C’est un compromis prudent, mais décisif. Les dirigeants européens ont chargé jeudi la Commission européenne d’examiner comment financer l’Ukraine sur les deux prochaines années, en s’appuyant potentiellement sur les avoirs russes gelés depuis 2022. Ce projet, encore flou, sera débattu plus en détail lors du sommet européen de décembre, signe que les arbitrages politiques les plus sensibles restent à venir.
Au cœur du dossier, quelque 210 milliards d’euros appartenant à la Banque centrale russe et immobilisés dans l’Union européenne après l’invasion de l’Ukraine.
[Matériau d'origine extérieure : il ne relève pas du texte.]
//! bilibili mobile API.
//!
//! Signed requests carry the fixed android app identity plus a `sign`
//! parameter: the lowercase MD5 of the sorted, URL-encoded query
//! concatenated with the app secret. Plain digest over concatenation,
//! not an HMAC; that is what the upstream verifies.

use chrono::Utc;
use md5::{Digest, Md5};
use serde_json::Value;

use crate::error::AppError;
use crate::net::{ensure_success, read_text, HttpClient, RetryPolicy};
use crate::parse;
use crate::url::{self, Params};

const APP_KEY: &str = "1d8b6e7d45233436";
const APP_SECRET: &str = "560c52ccd288fed045859ed18bffd973";
const ACCESS_KEY: &str = "5271b2f0eb92f5f89af4dc39197d8e41";

const APP_HOST: &str = "https://app.bilibili.com";
const MAIN_HOST: &str = "https://www.bilibili.com";
const BANGUMI_HOST: &str = "https://bangumi.bilibili.com";

/// Lowercase MD5 hex over `query + secret`.
pub fn signature(encoded_query: &str, secret: &str) -> String {
    let mut hasher = Md5::new();
    hasher.update(encoded_query.as_bytes());
    hasher.update(secret.as_bytes());
    hex::encode(hasher.finalize())
}

/// Merges the fixed app identity into `params` and appends `sign`.
pub fn sign_params(params: &mut Params, ts: i64) {
    params.insert("access_key", ACCESS_KEY);
    params.insert("appkey", APP_KEY);
    params.insert("build", 507000);
    params.insert("device", "android");
    params.insert("mobi_app", "android");
    params.insert("platform", "android");
    params.insert("ts", ts);
    let sign = signature(&params.encoded_query(), APP_SECRET);
    params.insert("sign", sign);
}

pub struct BilibiliClient {
    http: HttpClient,
    retry: RetryPolicy,
}

impl BilibiliClient {
    pub fn new(http: HttpClient) -> Self {
        Self {
            http,
            retry: RetryPolicy::default(),
        }
    }

    /// Responses occasionally come back as JSONP and with `http://` asset
    /// URLs; both are normalized away here.
    async fn get_json(&self, url: reqwest::Url) -> Result<Value, AppError> {
        let request = self.http.client().get(url);
        let response = self.http.send_retrying(request, &self.retry).await?;
        let response = ensure_success(response).await?;
        let text = read_text(response).await?;
        parse::loose_json_https(&text)
    }

    pub async fn view(&self, aid: i64) -> Result<Value, AppError> {
        let mut params = Params::new();
        params.insert("aid", aid);
        sign_params(&mut params, Utc::now().timestamp());
        self.get_json(url::build(APP_HOST, "x/v2/view", &params))
            .await
    }

    pub async fn search(&self, keyword: &str, page: i64) -> Result<Value, AppError> {
        let mut params = Params::new();
        params.insert("keyword", keyword);
        params.insert("pn", page);
        sign_params(&mut params, Utc::now().timestamp());
        self.get_json(url::build(APP_HOST, "x/v2/search", &params))
            .await
    }

    /// Unsigned; the ranking board lives on the www host as a static-ish
    /// JSON document addressed by path.
    pub async fn rank_list(
        &self,
        content: i64,
        duration: i64,
        new_post: bool,
    ) -> Result<Value, AppError> {
        let path = format!(
            "index/rank/all-{}{duration}-{content}.json",
            if new_post { "rookie-" } else { "" }
        );
        self.get_json(url::build(MAIN_HOST, &path, &Params::new()))
            .await
    }

    pub async fn season_info(&self, season_id: i64) -> Result<Value, AppError> {
        let mut params = Params::new();
        params.insert("season_id", season_id);
        self.get_json(url::build(BANGUMI_HOST, "view/web_api/season_info", &params))
            .await
    }
}

#[cfg(test)]
mod tests {
    use super::*;

    #[test]
    fn signature_matches_known_digest() {
        // md5("aid=2&build=507000&device=android&ts=1640995200" + "S")
        let mut params = Params::new();
        params.insert("ts", 1640995200_i64);
        params.insert("aid", 2);
        params.insert("device", "android");
        params.insert("build", 507000);
        assert_eq!(
            signature(&params.encoded_query(), "S"),
            "7d838eac82ef8637e28576ed953d2b0f"
        );
    }

    #[test]
    fn signature_is_insertion_order_invariant() {
        let mut a = Params::new();
        a.insert("aid", 2).insert("ts", 1640995200_i64);
        let mut b = Params::new();
        b.insert("ts", 1640995200_i64).insert("aid", 2);
        assert_eq!(
            signature(&a.encoded_query(), APP_SECRET),
            signature(&b.encoded_query(), APP_SECRET)
        );
    }

    #[test]
    fn sign_params_appends_sign_over_everything_else() {
        let mut params = Params::new();
        params.insert("aid", 2);
        sign_params(&mut params, 1640995200);
        for key in ["access_key", "appkey", "build", "device", "mobi_app", "platform", "ts"] {
            assert!(params.contains(key), "missing {key}");
        }
        let sign = params.get("sign").unwrap().to_string();
        let mut unsigned = Params::new();
        for (key, value) in params.iter() {
            if key != "sign" {
                unsigned.insert(key, value.clone());
            }
        }
        assert_eq!(sign, signature(&unsigned.encoded_query(), APP_SECRET));
    }
}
Bruxelles propose de s’en servir comme garantie pour un prêt d’environ 140 milliards d’euros à Kiev, évitant ainsi la saisie pure et simple de ces fonds, considérée comme une ligne rouge par plusieurs Etats membres. Mais l’initiative se heurte à des réticences, notamment de la Belgique, où la majorité de ces avoirs sont détenus. « Avoir une solide base légale n’est pas un luxe », a martelé le Premier ministre Bart De Wever.
« Des questions juridiques », selon Emmanuel Macron
Emmanuel Macron a reconnu que « cette solution pose des questions juridiques, des questions de partage du risque », tout en la jugeant « la piste la plus prometteuse » pour assurer un soutien durable à Kiev. Présent à Bruxelles, Volodymyr Zelensky a salué sur X les « bons résultats » du sommet et affirmé avoir obtenu « un soutien politique » en faveur de ce mécanisme. « La Russie doit retenir ceci : l’Ukraine aura les ressources financières dont elle a besoin pour se défendre contre l’agression russe », a insisté le président du Conseil européen Antonio Costa.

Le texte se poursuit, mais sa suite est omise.